La titulaire conclut que, à la lumière de ce document, les factures dont le contenu est correct doivent être considérées comme étant celles présentées en 2022 au cours de la procédure de recours.
48 La requérante rétorque que, tout d’abord, la déclaration du Dr. Martinelli ne fait référence qu’à Nuove Fatture n os 55 et 59 et non à l’ensemble de la Fatture Nuove. Par conséquent, si les déclarations de M. Martinelli sont acceptées, on peut en déduire que seule Nuove Fatture no 55 et 59 a été imprimée par erreur.
49 La requérante souligne que, en tout état de cause, la chose la plus surprenante est que la nouvelle Fatture, qui aurait été émise en 2018, fait référence à un produit, à savoir l’iPhone 11, qui n’a été lancé sur le marché qu’en septembre 2019 (voir annexe 1 des observations de la requérante du 26 mai 2023: Communiqué de presse du 10 septembre 2019 publié sur le site web italien d’Apple, informant le public du lancement imminent de l’iPhone 11 — en ligne à partir du 13 septembre, dans des boutiques du 20 septembre). À cet égard, la requérante ne considère pas que l’explication de la titulaire dans sa déclaration du 28 avril 2025 selon laquelle le code alphanumérique «11» contenu dans la brochure Nuove est un code interne de la titulaire correspondant au «numéro d’entrepôt et à la version» du produit en cause, n’emporte pas la conviction. En particulier, la requérante souligne que la titulaire n’a pas expliqué le prétendu système d’exploitation de ces codes, puisqu’elle n’a fourni aucune preuve à l’appui de chiffres particuliers pour des entrepôts, pièces, versions de produits ou couleurs spécifiques.

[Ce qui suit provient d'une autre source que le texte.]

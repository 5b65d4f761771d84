//! Order book projection.
//!
//! The feed delivers self-consistent full depth per message, so every
//! update replaces the ladder wholesale; there is no incremental merge.

use parking_lot::RwLock;
use rust_decimal::Decimal;

use crate::models::depth::{DepthLevel, DepthUpdate};

/// Current ladder plus derived spread metrics. Cloned out as the snapshot.
#[derive(Debug, Clone, Default)]
pub struct BookState {
    /// Bids, best (highest) first.
    pub bids: Vec<DepthLevel>,
    /// Asks, best (lowest) first.
    pub asks: Vec<DepthLevel>,
    /// `best ask − best bid`; `None` when either side is empty.
    pub spread: Option<Decimal>,
    /// `spread / best ask × 100`; `None` when either side is empty.
    pub spread_percent: Option<Decimal>,
}

/// Fixed-depth bid/ask ladder for one market.
pub struct OrderBook {
    depth: usize,
    state: RwLock<BookState>,
}

impl OrderBook {
    /// Creates an empty book keeping `depth` levels per side.
    #[must_use]
    pub fn new(depth: usize) -> Self {
        Self {
            depth,
            state: RwLock::new(BookState::default()),
        }
    }

    /// Replaces both ladders from a depth message and recomputes spread.
    pub fn on_depth(&self, update: &DepthUpdate) {
        let mut bids = update.bids.clone();
        bids.truncate(self.depth);
        let mut asks = update.asks.clone();
        asks.truncate(self.depth);

        let (spread, spread_percent) = match (bids.first(), asks.first()) {
            (Some(best_bid), Some(best_ask)) => {
                let spread = best_ask.px - best_bid.px;
                let percent = spread
                    .checked_div(best_ask.px)
                    .map(|r| r * Decimal::ONE_HUNDRED);
                (Some(spread), percent)
            }
            _ => (None, None),
        };

        *self.state.write() = BookState {
            bids,
            asks,
            spread,
            spread_percent,
        };
    }

    /// Empties the ladder, e.g. on a symbol switch.
    pub fn clear(&self) {
        *self.state.write() = BookState::default();
    }

    /// Immutable copy of the current state.
    #[must_use]
    pub fn snapshot(&self) -> BookState {
        self.state.read().clone()
    }
}

#[cfg(test)]
mod tests {
    use super::*;
    use crate::models::depth::DepthType;
    use rust_decimal_macros::dec;

    fn level(px: Decimal, qty: Decimal) -> DepthLevel {
        DepthLevel { px, qty }
    }

    fn update(bids: Vec<DepthLevel>, asks: Vec<DepthLevel>) -> DepthUpdate {
        DepthUpdate {
            symbol: "BTCRUSDPERP".to_string(),
            depth_type: DepthType::Update,
            bids,
            asks,
            updated_at: 1_700_000_000_000,
        }
    }

    #[test]
    fn computes_spread_and_percent() {
        let book = OrderBook::new(15);
        book.on_depth(&update(
            vec![level(dec!(100), dec!(1)), level(dec!(99), dec!(2))],
            vec![level(dec!(101), dec!(1)), level(dec!(102), dec!(1))],
        ));

        let snap = book.snapshot();
        assert_eq!(snap.spread, Some(dec!(1)));
        let percent = snap.spread_percent.unwrap();
        assert_eq!(percent.round_dp(4), dec!(0.9901));
    }

    #[test]
    fn empty_ask_side_yields_null_spread() {
        let book = OrderBook::new(15);
        book.on_depth(&update(vec![level(dec!(100), dec!(1))], vec![]));

        let snap = book.snapshot();
        assert_eq!(snap.bids.len(), 1);
        assert!(snap.asks.is_empty());
        assert_eq!(snap.spread, None);
        assert_eq!(snap.spread_percent, None);
    }

    #[test]
    fn ladders_truncate_to_configured_depth() {
        let book = OrderBook::new(2);
        let bids = (0..5)
            .map(|i| level(Decimal::from(100 - i), dec!(1)))
            .collect();
        let asks = (0..5)
            .map(|i| level(Decimal::from(101 + i), dec!(1)))
            .collect();
        book.on_depth(&update(bids, asks));

        let snap = book.snapshot();
        assert_eq!(snap.bids.len(), 2);
        assert_eq!(snap.asks.len(), 2);
        // Truncation keeps the best levels.
        assert_eq!(snap.bids[0].px, dec!(100));
        assert_eq!(snap.asks[0].px, dec!(101));
    }

    #[test]
    fn each_update_replaces_the_ladder_wholesale() {
        let book = OrderBook::new(15);
        book.on_depth(&update(
            vec![level(dec!(100), dec!(1))],
            vec![level(dec!(101), dec!(1))],
        ));
        book.on_depth(&update(vec![level(dec!(90), dec!(5))], vec![]));

        let snap = book.snapshot();
        assert_eq!(snap.bids.len(), 1);
        assert_eq!(snap.bids[0].px, dec!(90));
        assert!(snap.asks.is_empty());
        assert_eq!(snap.spread, None);
    }

    #[test]
    fn clear_empties_everything() {
        let book = OrderBook::new(15);
        book.on_depth(&update(
            vec![level(dec!(100), dec!(1))],
            vec![level(dec!(101), dec!(1))],
        ));
        book.clear();

        let snap = book.snapshot();
        assert!(snap.bids.is_empty());
        assert!(snap.asks.is_empty());
        assert_eq!(snap.spread, None);
    }
}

50 En outre, la requérante souligne qu’un code constitué uniquement du chiffre «11» n’apparaît pas, à lui seul, de nature à permettre de distinguer de nombreux éléments tels que la taille, la forme, la couleur, l’entrepôt ou le rayon d’origine des produits. En d’autres termes, la titulaire n’a pas expliqué quelle signification concrète possible — à titre d’alternative à la référence à l’iPhone 11 — pourrait avoir le code «COVERIPH11» contenu dans la nouvelle brochure, qui correspond d’ailleurs, dans les mêmes factures, à un produit décrit comme «COVERIPHONE 11 Steve JOBS».
51 En outre, la requérante souligne que les factures figurant à l’annexe 01 (présentées par la titulaire dans sa propre déclaration du 28 avril 2025) font également état de divergences significatives en ce qui concerne tant les cibles initiales que la Fatture Nuove. En particulier, le fait que l’espace réservé au code produit ait été laissé vide dans les factures de l’annexe 01.
52 Par exemple, dans la facture portant le numéro de document 10, datée du 16 mars 2021, concernant l’achat de 70 produits, la description de ces produits «COVERIPH27 COVERIPHONE 27 Steve JOBS» apparaît, mais sans aucune indication d’un quelconque code d’article. Par conséquent, la structure formelle de ces factures diffère également de celle de la Fatture initiale et de la Fatture Nuove. La requérante insiste sur le fait qu’en l’absence de points de référence spécifiques, il est impossible de vérifier et d’apprécier la valeur probante ainsi que l’authenticité de ces factures.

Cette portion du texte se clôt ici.